# TASK OBJECTIVE
Say how many of the lines below contain the word "crate"; nothing else belongs in the answer.

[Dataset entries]
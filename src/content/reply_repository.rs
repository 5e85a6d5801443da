//! Admin reply repository for plaza.
//!
//! Replies carry no name snapshot; the author's current name is joined from
//! `users` on every read.

use chrono::{DateTime, Utc};
use sqlx::SqliteConnection;

use super::types::{AdminReply, NewAdminReply};
use crate::db::DbPool;
use crate::Result;

const REPLY_SELECT: &str = "SELECT r.id, r.post_id, r.author_id, u.name AS author_name, r.content,
                                   r.is_official, r.is_enabled, r.created_at, r.updated_at
                            FROM admin_replies r
                            LEFT JOIN users u ON u.id = r.author_id";

#[derive(sqlx::FromRow)]
struct ReplyRow {
    id: i64,
    post_id: i64,
    author_id: i64,
    author_name: Option<String>,
    content: String,
    is_official: bool,
    is_enabled: bool,
    created_at: DateTime<Utc>,
    updated_at: DateTime<Utc>,
}

impl From<ReplyRow> for AdminReply {
    fn from(row: ReplyRow) -> Self {
        AdminReply {
            id: row.id,
            post_id: row.post_id,
            author_id: row.author_id,
            author_name: row.author_name,
            content: row.content,
            is_official: row.is_official,
            enabled: row.is_enabled,
            created_at: row.created_at,
            updated_at: row.updated_at,
        }
    }
}

/// Repository for admin reply records.
pub struct ReplyRepository<'a> {
    pool: &'a DbPool,
}

impl<'a> ReplyRepository<'a> {
    /// Create a new ReplyRepository with the given pool reference.
    pub fn new(pool: &'a DbPool) -> Self {
        Self { pool }
    }

    /// Insert a reply and append it to the parent's reply list.
    ///
    /// Returns `None` when the parent post does not exist.
    pub async fn insert_for_post(
        conn: &mut SqliteConnection,
        new_reply: &NewAdminReply,
    ) -> Result<Option<i64>> {
        let now = Utc::now();
        let id: Option<i64> = sqlx::query_scalar(
            "INSERT INTO admin_replies (post_id, author_id, content, is_official, created_at, updated_at)
             SELECT ?1, ?2, ?3, 1, ?4, ?4
             WHERE EXISTS (SELECT 1 FROM posts WHERE id = ?1)
             RETURNING id",
        )
        .bind(new_reply.post_id)
        .bind(new_reply.author_id)
        .bind(&new_reply.content)
        .bind(now)
        .fetch_optional(&mut *conn)
        .await?;

        let Some(id) = id else {
            return Ok(None);
        };

        sqlx::query("INSERT INTO post_reply_refs (post_id, reply_id) VALUES (?, ?)")
            .bind(new_reply.post_id)
            .bind(id)
            .execute(&mut *conn)
            .await?;

        Ok(Some(id))
    }

    /// Find a reply by ID, enabled or not.
    pub async fn find_by_id(&self, id: i64) -> Result<Option<AdminReply>> {
        let row: Option<ReplyRow> = sqlx::query_as(&format!("{REPLY_SELECT} WHERE r.id = ?"))
            .bind(id)
            .fetch_optional(self.pool)
            .await?;
        Ok(row.map(AdminReply::from))
    }

    /// Replace the content of a reply and refresh `updated_at`.
    pub async fn update_content(&self, id: i64, content: &str) -> Result<Option<AdminReply>> {
        let result =
            sqlx::query("UPDATE admin_replies SET content = ?, updated_at = ? WHERE id = ?")
                .bind(content)
                .bind(Utc::now())
                .bind(id)
                .execute(self.pool)
                .await?;

        if result.rows_affected() == 0 {
            return Ok(None);
        }
        self.find_by_id(id).await
    }

    /// All replies of a post, newest first.
    pub async fn list_by_post(&self, post_id: i64, enabled_only: bool) -> Result<Vec<AdminReply>> {
        let filter = if enabled_only { "AND r.is_enabled = 1" } else { "" };
        let rows: Vec<ReplyRow> = sqlx::query_as(&format!(
            "{REPLY_SELECT}
             WHERE r.post_id = ? {filter}
             ORDER BY r.created_at DESC, r.id DESC"
        ))
        .bind(post_id)
        .fetch_all(self.pool)
        .await?;

        Ok(rows.into_iter().map(AdminReply::from).collect())
    }
}
//! CORS layer configuration.

use axum::http::header::{ACCEPT, AUTHORIZATION, CONTENT_TYPE};
use axum::http::{HeaderValue, Method};
use tower_http::cors::{Any, CorsLayer};

const METHODS: [Method; 5] = [
    Method::GET,
    Method::POST,
    Method::PUT,
    Method::DELETE,
    Method::OPTIONS,
];

fn permissive() -> CorsLayer {
    CorsLayer::new()
        .allow_methods(METHODS)
        .allow_headers(Any)
        .allow_origin(Any)
}

/// Create a CORS layer from `[server] cors_origins`.
///
/// An empty list (or one with no parseable origin) allows any origin
/// without credentials.
pub fn create_cors_layer(origins: &[String]) -> CorsLayer {
    let parsed: Vec<HeaderValue> = origins.iter().filter_map(|o| o.parse().ok()).collect();

    if parsed.is_empty() {
        if !origins.is_empty() {
            tracing::warn!(?origins, "No valid CORS origin configured, allowing any");
        }
        return permissive();
    }

    CorsLayer::new()
        .allow_methods(METHODS)
        .allow_headers([AUTHORIZATION, CONTENT_TYPE, ACCEPT])
        .allow_credentials(true)
        .allow_origin(parsed)
}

# FINAL ANSWER
2